Parola chiave: risorse
Il settore socio sanitario necessità di maggiori risorse finanziarie e del superamento della stagione delle sperimentazioni gestionali. Occorre definire e stabilizzare il contratto di filiera per ogni ente gestore e introdurre il budget di fragilità per ogni struttura e per ogni gestore. Incrementando le risorse in aderenza ai bisogni territoriali.
Occorre un piano di budget triennale nel quale ogni ente sia sviluppatore di risorse e di dimensione sociale nel territorio in stretta sinergia con la Pubblica Amministrazione e il mondo dell’associazionismo e del volontariato (Terzo Settore in chiave moderna).
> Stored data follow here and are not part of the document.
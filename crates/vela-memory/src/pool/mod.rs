//! Block-pool arena allocator
//!
//! The pool owns a linked list of large backing blocks and hands slabs to
//! per-thread bump allocators. Allocation on a block is lock-free (one
//! fetch-add with a post-check); refills serialize on a per-slot or
//! pool-wide mutex whose critical sections are single list splices.
//! Lifecycle operations (`init`, `reset`, `cleanup`, `shrink`, `clear`)
//! require quiescence: no concurrent allocation may be in flight.
//!
//! ## Invariants
//!
//! - A block's consumed bytes never exceed its reservation (grants are
//!   bounds-checked after the cursor fetch-add).
//! - Grants from one block are disjoint; grants from different blocks are
//!   trivially disjoint.
//! - `Shared` blocks are never returned to the backend; `reset` drops them
//!   from the free list so the caller can re-add them per build.

mod block;
mod stats;
mod thread_local;

pub use block::{BlockKind, MAX_ALIGNMENT, MAX_ALLOCATION_SIZE};
pub use stats::{FullStatistics, Statistics};
pub use thread_local::{LocalAlloc, ThreadBump, ThreadBumpPair};

use std::collections::hash_map::DefaultHasher;
use std::fmt;
use std::hash::{Hash, Hasher};
use std::ptr::NonNull;
use std::sync::atomic::{AtomicBool, AtomicPtr, AtomicUsize, Ordering};
use std::sync::Arc;

use parking_lot::Mutex;

#[cfg(feature = "tracing")]
use tracing::{debug, trace};

use crate::backend::MemoryBackend;
use crate::error::{MemoryError, MemoryResult};
use crate::platform;
use crate::utils::align_up;

use block::{remove_shared_blocks, Block, BlockIter, HEADER_SIZE};
use thread_local::ThreadRegistry;

/// Number of slot-sharded refill lanes. Threads hash into a slot; threads
/// sharing a slot serialize only when refilling.
pub const MAX_THREAD_BLOCK_SLOTS: usize = 8;
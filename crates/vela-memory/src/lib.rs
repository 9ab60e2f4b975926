//! # vela-memory
//!
//! Block-pool arena allocation for massively parallel tree builds.
//!
//! A [`BlockPool`] owns a linked list of large backing blocks and serves
//! millions of short-lived node allocations through per-thread bump
//! regions:
//! - Lock-free fast path: one atomic fetch-add on the current block
//! - Slot-sharded refills to keep threads from serializing on one lock
//! - Bulk lifetime management: `reset` recycles every block between
//!   builds, `clear` returns memory to the backend
//! - Pluggable [`MemoryBackend`] over heap and OS-mapped (optionally
//!   huge-page) storage
//!
//! ## Quick start
//!
//! ```rust
//! use std::sync::Arc;
//! use vela_memory::{BlockPool, OsBackend};
//!
//! # fn main() -> vela_memory::MemoryResult<()> {
//! let pool = BlockPool::new(Arc::new(OsBackend), false);
//! pool.init(1 << 20, None)?;
//!
//! // Per-thread bump allocation during a build.
//! let local = pool.thread_local();
//! let node = local.alloc0(128, 16)?;
//! let leaf = local.alloc1(64, 16)?;
//! assert_ne!(node, leaf);
//!
//! // Recycle every block for the next build.
//! pool.cleanup();
//! pool.reset();
//! # Ok(())
//! # }
//! ```
//!
//! ## Scope
//!
//! Not a general-purpose allocator: alignment is capped at 64 bytes,
//! individual allocations cannot be freed, and lifetimes are managed in
//! bulk per build.

#![warn(missing_docs)]
#![warn(rust_2018_idioms)]

pub mod backend;
pub mod error;
pub mod platform;
pub mod pool;

mod utils;

pub use backend::{Mapping, MemoryBackend, OsBackend};
pub use error::{MemoryError, MemoryResult};
pub use platform::{page_size, HUGE_PAGE_SIZE};
pub use pool::{
    BlockKind, BlockPool, FullStatistics, LocalAlloc, Statistics, ThreadBump, ThreadBumpPair,
    MAX_ALIGNMENT, MAX_ALLOCATION_SIZE, MAX_THREAD_BLOCK_SLOTS,
};

/// Convenient re-exports of the commonly used types.
pub mod prelude {
    pub use crate::{
        BlockKind, BlockPool, LocalAlloc, MemoryBackend, MemoryError, MemoryResult, OsBackend,
        Statistics,
    };
}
Il piano triennale di budget (unitamente al contratto triennale di filiera) rappresenta il budget di fragilità che ogni ente, nel suo territorio di appartenenza, deve condividere con il Piano di Zona, con la Conferenza dei Sindaci e con l’ASST/ATS (distretto, COT, Casa della Comunità) locale portando “a terra” e concretamente la rete socio sanitaria e la vera e reale integrazione. Ogni budget di fragilità è diverso ente per ente, deve essere flessibile, variabile, modulare e personalizzato perché deve contenere ciò che ha bisogno il territorio partendo dai settori e servizi residenziali e contenendo almeno un servizio a filiera; si supera il paradigma degli accreditamenti settoriali a “silos” e il girovagare degli accreditamenti sul territorio regionale. L’ente deve restituire al territorio la dimensione sociale, valoriale e dei servizi (contenendo i costi e le tariffe) rispetto a quanto il territorio ha fornito per la nascita e lo sviluppo di ogni ente, anche partendo dall’occupazione lavorativa.